January 26, 2018, 1:00 pm - 2:00 pm

January 26, 1:00 pm - 2:00 pm

How do Filaments Evolve in the Low Solar Corona? A Coupled Investigation of Remote-sensing and In-situ Observations

Manan Kocher (University of Michigan)

Our scientific interest in the physics of Coronal Mass Ejections (CMEs) spans: determining their behavior in near-Earth space where they can be consequential to our technological infrastructure, understanding their spatial and kinematic evolution in the heliosphere based on how they interact with the ambient solar wind, and dissecting the dynamic processes that lead to their formation at their solar source. Held in place by magnetic fields, filaments are large regions of dense and cold plasma that frequently erupt to form the core of CMEs.
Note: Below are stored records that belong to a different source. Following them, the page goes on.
use crate::LayoutError;
use crate::canvas::mm;
use freightdoc_types::Color;
use serde::Deserialize;

/// Page geometry and form metrics used by the layout engine.
///
/// Lengths are millimetres, font sizes are points. Defaults reproduce the printed A4 forms.
#[derive(Debug, Clone, Copy, PartialEq, Deserialize)]
#[serde(default, rename_all = "camelCase")]
pub struct LayoutConfig {
    pub page_width_mm: f32,
    pub page_height_mm: f32,
    /// Left, right and first-page top margin.
    pub margin_mm: f32,
    /// Where content resumes on continuation pages.
    pub continuation_top_mm: f32,
    /// Content never extends below `page_height - bottom_margin`. The footer lives here.
    pub bottom_margin_mm: f32,
    /// Height of a cargo table data row (and of the header row).
    pub data_row_height_mm: f32,
    /// Height of the description row under every cargo line.
    pub description_row_height_mm: f32,
    /// Description lines kept per cargo line; the rest is dropped.
    pub description_max_lines: usize,
    pub body_font_size: f32,
    pub title_font_size: f32,
    /// Fill of section header bands.
    pub band_fill: Color,
    /// Fill of the cargo totals row.
    pub totals_fill: Color,
}

impl Default for LayoutConfig {
    fn default() -> Self {
        Self {
            page_width_mm: 210.0,
            page_height_mm: 297.0,
            margin_mm: 10.0,
            continuation_top_mm: 20.0,
            bottom_margin_mm: 30.0,
            data_row_height_mm: 8.0,
            description_row_height_mm: 12.0,
            description_max_lines: 2,
            body_font_size: 8.0,
            title_font_size: 16.0,
            band_fill: Color::black(),
            totals_fill: Color::gray(200),
        }
    }
}

/// Resolved page geometry in points, origin top-left.
#[derive(Debug, Clone, Copy, PartialEq)]
pub struct PageGeometry {
    pub width: f32,
    pub height: f32,
    pub margin: f32,
    pub continuation_top: f32,
    pub content_bottom: f32,
}

impl PageGeometry {
    pub fn content_width(&self) -> f32 {
        self.width - 2.0 * self.margin
    }

    pub fn content_top(&self, page_index: usize) -> f32 {
        if page_index == 0 {
            self.margin
        } else {
            self.continuation_top
        }
    }
}

/// Vertical space the tallest unbreakable block needs: a repeated table header
/// (section band plus header row) followed by one cargo row pair.
pub(crate) fn tallest_block_mm(config: &LayoutConfig) -> f32 {
    crate::sections::BAND_HEIGHT_MM + 2.0 * config.data_row_height_mm + config.description_row_height_mm
}

impl LayoutConfig {
    pub fn geometry(&self) -> PageGeometry {
        PageGeometry {
            width: mm(self.page_width_mm),
            height: mm(self.page_height_mm),
            margin: mm(self.margin_mm),
            continuation_top: mm(self.continuation_top_mm),
            content_bottom: mm(self.page_height_mm - self.bottom_margin_mm),
        }
    }

    /// Checks that a page can hold the form at all.
    pub fn validate(&self) -> Result<(), LayoutError> {
        let lengths = [
            ("pageWidthMm", self.page_width_mm),
            ("pageHeightMm", self.page_height_mm),
            ("dataRowHeightMm", self.data_row_height_mm),
            ("descriptionRowHeightMm", self.description_row_height_mm),
            ("bodyFontSize", self.body_font_size),
            ("titleFontSize", self.title_font_size),
        ];
        for (name, value) in lengths {
            if !value.is_finite() || value <= 0.0 {
                return Err(LayoutError::InvalidConfig(format!(
                    "{} must be a positive number, got {}",
                    name, value
                )));
            }
        }
        for (name, value) in [
            ("marginMm", self.margin_mm),
            ("continuationTopMm", self.continuation_top_mm),
            ("bottomMarginMm", self.bottom_margin_mm),
        ] {
            if !value.is_finite() || value < 0.0 {
                return Err(LayoutError::InvalidConfig(format!(
                    "{} must be zero or positive, got {}",
                    name, value
                )));
            }
        }

        let content_width = self.page_width_mm - 2.0 * self.margin_mm;
        if content_width <= 0.0 {
            return Err(LayoutError::InvalidConfig(format!(
                "margins of {}mm leave no width on a {}mm page",
                self.margin_mm, self.page_width_mm
            )));
        }

        let needed = tallest_block_mm(self);
        let top = self.margin_mm.max(self.continuation_top_mm);
        let usable = self.page_height_mm - self.bottom_margin_mm - top;
        if usable < needed {
            return Err(LayoutError::InvalidConfig(format!(
                "usable page height of {:.1}mm cannot hold a {:.1}mm cargo table block",
                usable, needed
            )));
        }
        Ok(())
    }
}
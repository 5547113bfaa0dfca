//! Core rendering abstractions for PDF generation.
//!
//! This crate provides the fundamental traits and types used by PDF rendering backends:
//! - `DocumentRenderer` trait for abstracting the PDF writing steps
//! - Error types for rendering operations
//! - Shared helpers for text encoding and coordinate conversion

mod error;
mod traits;
pub mod utils;

pub use error::RenderError;
pub use traits::{DocumentInfo, DocumentRenderer, render_document};
use crate::test_utils::*;
use crate::{BOL_NAMESPACE, XmlSerializer};
use freightdoc_types::{ContainerUnit, DocumentRecord, Party};
use roxmltree::Document;

fn serialize_bol(bol: freightdoc_types::BillOfLading) -> String {
    init_logger();
    XmlSerializer::new()
        .serialize(&DocumentRecord::BillOfLading(bol), &fixed_stamp("BOL"))
        .unwrap()
}

#[test]
fn test_summary_totals_for_sample_shipment() {
    let xml = serialize_bol(sample_bol());
    assert!(xml.contains("<totalPackages>15</totalPackages>"));
    assert!(xml.contains(r#"<totalWeight unit="kg">750.5</totalWeight>"#));
    assert!(xml.contains(r#"<totalVolume unit="m3">3</totalVolume>"#));

    let doc = Document::parse(&xml).unwrap();
    assert_eq!(text_of(&doc, "equipmentReference"), Some("TEMU1234567"));
    assert_eq!(text_of(&doc, "ISOEquipmentCode"), Some("40DC"));
    assert_eq!(text_of(&doc, "sealNumber"), Some("SL000001"));
}

#[test]
fn test_root_namespace_and_header() {
    let xml = serialize_bol(sample_bol());
    assert!(xml.starts_with(r#"<?xml version="1.0" encoding="UTF-8"?>"#));

    let doc = Document::parse(&xml).unwrap();
    let root = doc.root_element();
    assert_eq!(root.tag_name().name(), "ShippingInstruction");
    assert_eq!(root.tag_name().namespace(), Some(BOL_NAMESPACE));
    assert_eq!(text_of(&doc, "documentIdentifier"), Some("BOL-1710495000000-00c0ffee"));
    assert_eq!(
        text_of(&doc, "shippingInstructionCreatedDateTime"),
        Some("2024-03-15T09:30:00.000Z")
    );
    assert_eq!(text_of(&doc, "numberOfOriginals"), Some("3"));

    let names = child_names(root);
    let position = |name: &str| names.iter().position(|n| *n == name).unwrap();
    assert!(position("shippingInstructionReference") < position("shipper"));
    assert!(position("shipper") < position("consignee"));
    assert!(position("cargoItems") < position("summary"));
    assert!(position("summary") < position("utilizedTransportEquipments"));
    assert!(position("transportPlan") < position("charges"));
    assert_eq!(names.last(), Some(&"references"));
}

#[test]
fn test_free_text_survives_parser_round_trip() {
    let mut bol = sample_bol();
    bol.shipper.name = r#"Smith & Sons <Intl> "Quoted" 'Ltd'"#.to_string();
    bol.containers[0].cargo_lines[0].description = "Tom & Jerry's <fragile> goods".to_string();

    let xml = serialize_bol(bol);
    assert!(xml.contains("Smith &amp; Sons &lt;Intl&gt;"));
    assert!(!xml.contains("&amp;amp;"));

    let doc = Document::parse(&xml).unwrap();
    assert_eq!(
        text_of(&doc, "partyName"),
        Some(r#"Smith & Sons <Intl> "Quoted" 'Ltd'"#)
    );
    assert_eq!(
        text_of(&doc, "cargoDescription"),
        Some("Tom & Jerry's <fragile> goods")
    );
}

#[test]
fn test_free_text_keeps_surrounding_whitespace() {
    let mut bol = sample_bol();
    bol.shipper.name = "  Nordic Timber AS ".to_string();
    bol.containers[0].cargo_lines[0].marks = "   ".to_string();

    let xml = serialize_bol(bol);
    let doc = Document::parse(&xml).unwrap();
    assert_eq!(text_of(&doc, "partyName"), Some("  Nordic Timber AS "));
    assert!(xml.contains("<shippingMarks/>"), "{}", xml);
}

#[test]
fn test_notify_party_omitted_when_name_blank() {
    let mut bol = sample_bol();
    bol.notify_party = Party {
        address: "Somewhere 1".to_string(),
        ..Default::default()
    };
    let xml = serialize_bol(bol);
    assert!(!xml.contains("notifyParty"));

    let mut bol = sample_bol();
    bol.notify_party.name = "Agent BV".to_string();
    let doc_text = serialize_bol(bol);
    let doc = Document::parse(&doc_text).unwrap();
    let notify = find(&doc, "notifyParty").unwrap();
    assert_eq!(child_names(notify), vec!["partyName", "address"]);
}

#[test]
fn test_charges_only_for_filled_amounts() {
    let xml = serialize_bol(sample_bol());
    assert!(!xml.contains("<charge>"));
    assert!(xml.contains("<charges/>"));

    let mut bol = sample_bol();
    bol.freight_charges = "1200.00".to_string();
    bol.collect = true;
    let xml = serialize_bol(bol);
    let doc = Document::parse(&xml).unwrap();
    let charges = elements(&doc, "charge");
    assert_eq!(charges.len(), 1);
    assert_eq!(text_of(&doc, "chargeName"), Some("FREIGHT"));
    assert_eq!(text_of(&doc, "chargeAmount"), Some("1200.00"));
    assert_eq!(text_of(&doc, "chargeCurrency"), Some("USD"));
    assert_eq!(text_of(&doc, "paymentTerm"), Some("COLLECT"));
}

#[test]
fn test_payment_term_defaults_to_prepaid() {
    let mut bol = sample_bol();
    bol.freight_charges = "100".to_string();
    bol.other_charges = "25".to_string();
    let xml = serialize_bol(bol);
    let doc = Document::parse(&xml).unwrap();
    let terms: Vec<_> = elements(&doc, "paymentTerm")
        .iter()
        .map(|n| n.text().unwrap_or_default().to_string())
        .collect();
    assert_eq!(terms, vec!["PREPAID", "PREPAID"]);
}

#[test]
fn test_shipped_on_board_date_only_when_parseable() {
    let xml = serialize_bol(sample_bol());
    assert!(!xml.contains("shippedOnBoardDate"));

    let mut bol = sample_bol();
    bol.on_board_date = "2024-03-12T18:45".to_string();
    let xml = serialize_bol(bol);
    assert!(xml.contains("<shippedOnBoardDate>2024-03-12</shippedOnBoardDate>"));
}

#[test]
fn test_cargo_items_follow_container_order() {
    let mut bol = sample_bol();
    bol.containers.push(ContainerUnit {
        id: "2".into(),
        container_number: "MSKU7654321".to_string(),
        cargo_lines: vec![cargo_line("1", "3", "90", "Birch plywood")],
        ..Default::default()
    });
    let xml = serialize_bol(bol);
    let doc = Document::parse(&xml).unwrap();

    let descriptions: Vec<_> = elements(&doc, "cargoDescription")
        .iter()
        .filter_map(|n| n.text())
        .collect();
    assert_eq!(
        descriptions,
        vec!["Sawn spruce boards", "Planed pine mouldings", "Birch plywood"]
    );
    assert_eq!(elements(&doc, "utilizedTransportEquipment").len(), 2);
    assert_eq!(text_of(&doc, "totalPackages"), Some("18"));
}

#[test]
fn test_empty_and_malformed_cargo_totals_zero() {
    let mut bol = sample_bol();
    bol.containers.clear();
    let xml = serialize_bol(bol);
    assert!(xml.contains("<totalPackages>0</totalPackages>"));
    assert!(xml.contains("<cargoItems/>"));
    Document::parse(&xml).unwrap();

    let mut bol = sample_bol();
    for line in &mut bol.containers[0].cargo_lines {
        line.packages = "ten".to_string();
        line.weight = String::new();
        line.volume = "n/a".to_string();
    }
    let xml = serialize_bol(bol);
    let doc = Document::parse(&xml).unwrap();
    assert_eq!(text_of(&doc, "totalPackages"), Some("0"));
    assert_eq!(text_of(&doc, "totalWeight"), Some("0"));
    assert_eq!(text_of(&doc, "totalVolume"), Some("0"));
}

#[test]
fn test_same_stamp_gives_identical_output() {
    assert_eq!(serialize_bol(sample_bol()), serialize_bol(sample_bol()));
}
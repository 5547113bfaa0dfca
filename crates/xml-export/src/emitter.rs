use crate::error::XmlExportError;
use freightdoc_format::escape_markup_text;
use quick_xml::Writer;
use quick_xml::events::attributes::Attribute;
use quick_xml::events::{BytesDecl, BytesEnd, BytesStart, BytesText, Event};
use quick_xml::name::QName;
use std::borrow::Cow;
use std::io::Cursor;

/// Thin layer over `quick_xml::Writer` with two-space indentation.
///
/// Text passed to [`XmlEmitter::text`] is escaped here; everything else is written verbatim
/// and must already be markup-safe.
pub(crate) struct XmlEmitter {
    writer: Writer<Cursor<Vec<u8>>>,
}

impl XmlEmitter {
    pub fn new() -> Self {
        Self {
            writer: Writer::new_with_indent(Cursor::new(Vec::new()), b' ', 2),
        }
    }

    fn write(&mut self, event: Event<'_>) -> Result<(), XmlExportError> {
        self.writer
            .write_event(event)
            .map_err(|e| XmlExportError::Write(e.to_string()))
    }

    pub fn declaration(&mut self) -> Result<(), XmlExportError> {
        self.write(Event::Decl(BytesDecl::new("1.0", Some("UTF-8"), None)))
    }

    pub fn comment(&mut self, text: &str) -> Result<(), XmlExportError> {
        self.write(Event::Comment(BytesText::from_escaped(format!(" {} ", text))))
    }

    /// Opens `name` with attributes. Attribute values are user text and get escaped.
    pub fn start_with(&mut self, name: &str, attributes: &[(&str, &str)]) -> Result<(), XmlExportError> {
        self.write(Event::Start(tag(name, attributes)))
    }

    pub fn start(&mut self, name: &str) -> Result<(), XmlExportError> {
        self.start_with(name, &[])
    }

    pub fn end(&mut self, name: &str) -> Result<(), XmlExportError> {
        self.write(Event::End(BytesEnd::new(name)))
    }

    fn element(&mut self, name: &str, attributes: &[(&str, &str)], escaped: String) -> Result<(), XmlExportError> {
        if escaped.is_empty() {
            return self.write(Event::Empty(tag(name, attributes)));
        }
        self.write(Event::Start(tag(name, attributes)))?;
        self.write(Event::Text(BytesText::from_escaped(escaped)))?;
        self.end(name)
    }

    /// `<name>value</name>` for a free-text field, value kept as entered; `<name/>` when it
    /// is empty or whitespace only.
    pub fn text(&mut self, name: &str, value: &str) -> Result<(), XmlExportError> {
        self.element(name, &[], free_text(value))
    }

    pub fn text_with(&mut self, name: &str, attributes: &[(&str, &str)], value: &str) -> Result<(), XmlExportError> {
        self.element(name, attributes, free_text(value))
    }

    /// `<name>value</name>` for a computed value or constant, written without escaping.
    pub fn literal(&mut self, name: &str, value: &str) -> Result<(), XmlExportError> {
        self.element(name, &[], value.to_string())
    }

    pub fn literal_with(&mut self, name: &str, attributes: &[(&str, &str)], value: &str) -> Result<(), XmlExportError> {
        self.element(name, attributes, value.to_string())
    }

    /// `<name><text>value</text></name>`, the wrapper used by free-text CMR sections.
    pub fn text_block(&mut self, name: &str, value: &str) -> Result<(), XmlExportError> {
        self.start(name)?;
        self.text("text", value)?;
        self.end(name)
    }

    pub fn finish(self) -> Result<String, XmlExportError> {
        let mut xml = String::from_utf8(self.writer.into_inner().into_inner())?;
        xml.push('\n');
        Ok(xml)
    }
}

fn free_text(value: &str) -> String {
    if value.trim().is_empty() {
        String::new()
    } else {
        escape_markup_text(value)
    }
}

fn tag<'a>(name: &'a str, attributes: &[(&str, &str)]) -> BytesStart<'a> {
    let mut element = BytesStart::new(name);
    for (key, value) in attributes {
        element.push_attribute(Attribute {
            key: QName(key.as_bytes()),
            value: Cow::Owned(escape_markup_text(value).into_bytes()),
        });
    }
    element
}
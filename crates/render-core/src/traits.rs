use crate::error::RenderError;
use chrono::{DateTime, Utc};
use freightdoc_layout::{LaidOutDocument, LaidOutPage};
use freightdoc_types::Size;
use std::io::Write;

/// Document-level metadata written to the PDF Info dictionary.
#[derive(Debug, Clone, PartialEq)]
pub struct DocumentInfo {
    pub title: String,
    pub producer: String,
    pub created_at: DateTime<Utc>,
}

/// A trait for document renderers, abstracting the PDF-writing steps.
pub trait DocumentRenderer<W: Write> {
    fn begin_document(
        &mut self,
        writer: W,
        info: &DocumentInfo,
        page_size: Size,
    ) -> Result<(), RenderError>;

    fn render_page(&mut self, page: &LaidOutPage) -> Result<(), RenderError>;

    /// Writes the finished document and hands the writer back.
    fn finish(self: Box<Self>) -> Result<W, RenderError>;
}

/// Drives a renderer over every page of a laid-out document.
pub fn render_document<W: Write>(
    mut renderer: Box<dyn DocumentRenderer<W>>,
    document: &LaidOutDocument,
    info: &DocumentInfo,
    writer: W,
) -> Result<W, RenderError> {
    renderer.begin_document(writer, info, document.page_size)?;
    for page in &document.pages {
        renderer.render_page(page)?;
    }
    renderer.finish()
}
use thiserror::Error;

#[derive(Error, Debug)]
pub enum RenderError {
    #[error("I/O error: {0}")]
    Io(#[from] std::io::Error),
    #[error("PDF generation error: {0}")]
    Pdf(String),
    /// A `DocumentRenderer` method was called before `begin_document` or twice.
    #[error("Renderer called out of order: {0}")]
    Lifecycle(&'static str),
    #[error("Other rendering error: {0}")]
    Other(String),
}

impl From<lopdf::Error> for RenderError {
    fn from(err: lopdf::Error) -> Self {
        RenderError::Pdf(err.to_string())
    }
}

impl From<&str> for RenderError {
    fn from(s: &str) -> Self {
        RenderError::Other(s.to_string())
    }
}
use std::io::Write;
use std::sync::Mutex;
use std::time::Duration;

use tempfile::NamedTempFile;

use sartrainer::AppConfig;

// Environment overrides are process-global; serialize the tests that
// touch them.
static ENV_LOCK: Mutex<()> = Mutex::new(());

fn clear_env() {
    for key in [
        "SARTRAINER_VIDEO_SOURCE",
        "SARTRAINER_JOYSTICK_INDEX",
        "SARTRAINER_OUTPUT_DIR",
    ] {
        std::env::remove_var(key);
    }
}

#[test]
fn loads_config_from_file_and_env_overrides() {
    let _guard = ENV_LOCK.lock().unwrap();
    clear_env();

    let mut file = NamedTempFile::new().expect("temp config");
    let json = r#"{
        "video": {
            "source": "rtsp://drone-cam/stream",
            "width": 1920,
            "height": 1080,
            "fps": 25,
            "reconnect_delay_ms": 1500
        },
        "joystick": {
            "device_index": 1,
            "deadzone": 0.15,
            "sensitivity": 1.2,
            "invert_tilt": true,
            "axis_mapping": {"pan": 3, "tilt": 4, "zoom": 2},
            "button_mapping": {"record_toggle": 5, "snapshot": 6}
        },
        "recording": {
            "enabled": false,
            "output_dir": "/tmp/sar-sessions",
            "format": "avi",
            "codec": "mjpg",
            "include_overlay": false
        },
        "window": {
            "title": "Drill Feed",
            "fullscreen": true
        }
    }"#;
    file.write_all(json.as_bytes()).expect("write config");

    std::env::set_var("SARTRAINER_VIDEO_SOURCE", "stub://override");
    std::env::set_var("SARTRAINER_JOYSTICK_INDEX", "3");

    let config = AppConfig::load(Some(file.path()));

    // Env wins over file.
    assert_eq!(config.video.source, "stub://override");
    assert_eq!(config.joystick.device_index, 3);

    // File wins over defaults.
    assert_eq!(config.video.width, 1920);
    assert_eq!(config.video.reconnect_delay, Duration::from_millis(1500));
    assert_eq!(config.joystick.calibration.deadzone, 0.15);
    assert!(config.joystick.calibration.invert_tilt);
    assert!(!config.joystick.calibration.invert_pan);
    assert_eq!(config.joystick.calibration.pan_axis, 3);
    assert_eq!(config.joystick.calibration.record_button, 5);
    assert!(!config.recording.enabled);
    assert_eq!(config.recording.container, "avi");
    assert_eq!(config.window.title, "Drill Feed");
    assert!(config.window.fullscreen);

    clear_env();
}

#[test]
fn missing_file_falls_back_to_defaults() {
    let _guard = ENV_LOCK.lock().unwrap();
    clear_env();

    let config = AppConfig::load(Some(std::path::Path::new(
        "/nonexistent/sartrainer-config.json",
    )));
    assert_eq!(config.video.source, "0");
    assert_eq!(config.video.width, 1280);
    assert!(config.recording.enabled);
}

#[test]
fn malformed_file_falls_back_to_defaults() {
    let _guard = ENV_LOCK.lock().unwrap();
    clear_env();

    let mut file = NamedTempFile::new().expect("temp config");
    file.write_all(b"{ this is not json")
        .expect("write config");

    let config = AppConfig::load(Some(file.path()));
    assert_eq!(config.video.source, "0");
    assert_eq!(config.joystick.calibration.deadzone, 0.1);
}

#[test]
fn out_of_range_values_are_clamped_not_fatal() {
    let _guard = ENV_LOCK.lock().unwrap();
    clear_env();

    let mut file = NamedTempFile::new().expect("temp config");
    file.write_all(br#"{"joystick": {"deadzone": 5.0, "sensitivity": -3.0}}"#)
        .expect("write config");

    let config = AppConfig::load(Some(file.path()));
    assert!((0.0..1.0).contains(&config.joystick.calibration.deadzone));
    assert!(config.joystick.calibration.sensitivity >= 0.0);
}
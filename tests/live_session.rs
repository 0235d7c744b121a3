//! End-to-end session over the synthetic capture backend: acquisition
//! thread into the frame channel, channel into the recording sink, with
//! a scripted mid-session stream drop.

use std::time::{Duration, Instant};

use sartrainer::{FrameChannel, FrameSource, Recorder, RecorderConfig, SourceConfig};

fn stub_source(descriptor: &str) -> SourceConfig {
    SourceConfig {
        source: descriptor.to_string(),
        width: 48,
        height: 32,
        fps: 250.0,
        reconnect_delay: Duration::from_millis(5),
    }
}

fn wait_until(deadline: Duration, mut condition: impl FnMut() -> bool) -> bool {
    let start = Instant::now();
    while start.elapsed() < deadline {
        if condition() {
            return true;
        }
        std::thread::sleep(Duration::from_millis(2));
    }
    false
}

#[test]
fn feed_records_and_survives_a_stream_drop() {
    let dir = tempfile::tempdir().expect("temp dir");
    let channel = FrameChannel::new();
    // The stream ends every 5 frames; the source must reconnect through
    // the drops while the recorder keeps consuming.
    let mut source = FrameSource::spawn(stub_source("stub://drill?max_frames=5"), channel.clone())
        .expect("spawn source");

    assert!(wait_until(Duration::from_secs(2), || source.is_connected()));

    let mut recorder = Recorder::new(RecorderConfig {
        output_dir: dir.path().to_path_buf(),
        ..RecorderConfig::default()
    });
    assert!(recorder.start(source.width(), source.height(), source.fps()));
    let path = recorder.current_path().expect("session path").to_path_buf();

    let mut written = 0u32;
    let deadline = Instant::now() + Duration::from_secs(4);
    while written < 12 && Instant::now() < deadline {
        if let Some(frame) = channel.latest_fresh() {
            recorder.write_frame(&frame);
            written += 1;
        }
        std::thread::sleep(Duration::from_millis(2));
    }
    recorder.stop();
    source.shutdown();

    // More frames than a single connection can produce: at least one
    // reconnect happened under the recorder.
    assert!(written >= 12, "only {} frames written", written);
    assert!(source.frames_published() > 5);

    let bytes = std::fs::read(&path).expect("read session file");
    assert!(!bytes.is_empty());
}

#[test]
fn consumer_sees_only_the_latest_frame_under_backpressure() {
    let channel = FrameChannel::new();
    let mut source =
        FrameSource::spawn(stub_source("stub://drill"), channel.clone()).expect("spawn source");

    assert!(wait_until(Duration::from_secs(2), || {
        source.frames_published() >= 10
    }));

    // A slow consumer waking up late gets one fresh frame, not a backlog.
    let first = channel.latest_fresh().expect("fresh frame");
    let second = channel.latest_fresh();
    if let Some(second) = second {
        assert!(second.seq > first.seq, "repeat frame observed as fresh");
    }

    source.shutdown();
}
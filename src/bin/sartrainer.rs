//! sartrainer - search-and-rescue camera training simulator
//!
//! Wires the core together and runs the control loop:
//! 1. Acquires the live feed on a background thread with auto-reconnect
//! 2. Polls the controller once per iteration
//! 3. Forwards fresh frames to the recording sink while active
//! 4. Reacts to mapped controller buttons (record toggle, snapshot)
//!
//! Overlay rendering and the display window are external collaborators;
//! this binary runs headless and leaves a hook where a renderer plugs in.

use anyhow::Result;
use clap::Parser;
use std::path::PathBuf;
use std::sync::atomic::{AtomicBool, Ordering};
use std::sync::Arc;
use std::time::Duration;

use sartrainer::{
    save_snapshot, AppConfig, Calibration, ControllerState, Frame, FrameChannel, FrameSource,
    Joystick, Recorder,
};

/// Pure overlay hook: `(frame, controller state, recording?) -> frame`.
type OverlayFn = fn(&Frame, &ControllerState, bool) -> Frame;

#[derive(Parser, Debug)]
#[command(name = "sartrainer", about = "Search-and-rescue camera training simulator")]
struct Args {
    /// Path to the JSON config file
    #[arg(short, long)]
    config: Option<PathBuf>,
    /// Video source override (device index or URL)
    #[arg(short, long)]
    video: Option<String>,
    /// Controller device index override
    #[arg(short, long)]
    joystick: Option<u32>,
    /// List attached controllers and exit
    #[arg(short, long)]
    list_joysticks: bool,
}

fn main() -> Result<()> {
    env_logger::Builder::from_env(env_logger::Env::default().default_filter_or("info")).init();
    let args = Args::parse();

    if args.list_joysticks {
        return list_joysticks();
    }

    let mut config = AppConfig::load(args.config.as_deref());
    if let Some(video) = args.video {
        config.video.source = video;
    }
    if let Some(index) = args.joystick {
        config.joystick.device_index = index;
    }

    let running = Arc::new(AtomicBool::new(true));
    {
        let running = running.clone();
        ctrlc::set_handler(move || {
            running.store(false, Ordering::Relaxed);
        })?;
    }

    let channel = FrameChannel::new();
    let source = match FrameSource::spawn(config.video.source_config(), channel.clone()) {
        Ok(source) => Some(source),
        Err(err) => {
            log::warn!("video source unavailable: {:#}; continuing without a feed", err);
            None
        }
    };

    let mut joystick = match Joystick::open(
        config.joystick.calibration.clone(),
        config.joystick.device_index,
    ) {
        Ok(joystick) => joystick,
        Err(err) => {
            log::warn!("controller unavailable: {:#}; continuing without input", err);
            Joystick::disconnected(config.joystick.calibration.clone())
        }
    };

    let mut recorder = Recorder::new(config.recording.clone());
    let overlay: Option<OverlayFn> = None;
    let record_button = config.joystick.calibration.record_button;
    let snapshot_button = config.joystick.calibration.snapshot_button;

    log::info!("{} running, press Ctrl-C to quit", config.window.title);

    while running.load(Ordering::Relaxed) {
        for edge in joystick.poll() {
            if !edge.pressed {
                continue;
            }
            if edge.button == record_button {
                toggle_recording(&mut recorder, source.as_ref());
            } else if edge.button == snapshot_button {
                if let Some(frame) = channel.latest() {
                    if let Err(err) = save_snapshot(&frame, &config.recording.output_dir) {
                        log::error!("snapshot failed: {:#}", err);
                    }
                }
            }
        }

        if let Some(frame) = channel.latest_fresh() {
            if recorder.is_recording() {
                let composed = overlay.filter(|_| config.recording.include_overlay).map(
                    |render| render(&frame, joystick.state(), true),
                );
                recorder.write_frame(composed.as_ref().unwrap_or(&frame));
            }
            // A display surface would present the frame here.
        }

        // Keep the loop responsive without spinning.
        std::thread::sleep(Duration::from_millis(5));
    }

    log::info!("shutting down");
    recorder.stop();
    drop(source);
    Ok(())
}

fn toggle_recording(recorder: &mut Recorder, source: Option<&FrameSource>) {
    if recorder.is_recording() {
        recorder.stop();
        return;
    }
    let Some(source) = source else {
        log::warn!("cannot record without a video source");
        return;
    };
    // Record at the source's negotiated properties, not the requested ones.
    recorder.start(source.width(), source.height(), source.fps());
}

fn list_joysticks() -> Result<()> {
    let joystick = Joystick::open(Calibration::default(), 0)?;
    let names = joystick.device_names();
    println!("Found {} controller(s):", names.len());
    for (index, name) in names.iter().enumerate() {
        println!("  [{}] {}", index, name);
    }
    if names.is_empty() {
        println!("  (none)");
    }
    Ok(())
}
Energetics of CME cores can provide credible estimates of the energetics of the CME itself; thus, it becomes vital to examine the generation and release of CMEs associated with filament eruptions.

A case study of a filament eruption associated with a geo-effective ICME is presented. Multi-instrument remote-sensing and in-situ observations are employed in an empirical analysis of the evolution of the filament plasma's properties for the first hour of its journey through the low solar corona. The time evolution of density and temperature are presented, measured using absorption diagnostics on SDO/AIA multi-wavelength images. Kinematics of the filament eruption using white-light observations from twin-STEREO spacecraft are discussed. The Michigan Ionization Code was used to compute the ionization history of the CME core before freeze-in, allowing us to relate the low solar corona observations to in-situ measurements from ACE/SWICS near the time of Earth-intercept. Composition estimates also assist in testing ionization equilibrium approximations for CME core plasmas in the low solar corona.

A fundamental limitation of current plasma diagnostic techniques is the need to neglect either emission or absorption contributions in certain wavelength channels. This limits our ability to use numerous observations available to us, and increases uncertainties in the measurements made. In the final portion of this seminar, a diagnostic technique will be presented that uses EUV and UV observations and notably allows for contributions from both absorption and emission to be considered. The results of this investigation allow for a more robust examination of the behavior of CME core dynamics at high-cadence, and determine the time evolution of the CME core energetics in the low solar corona.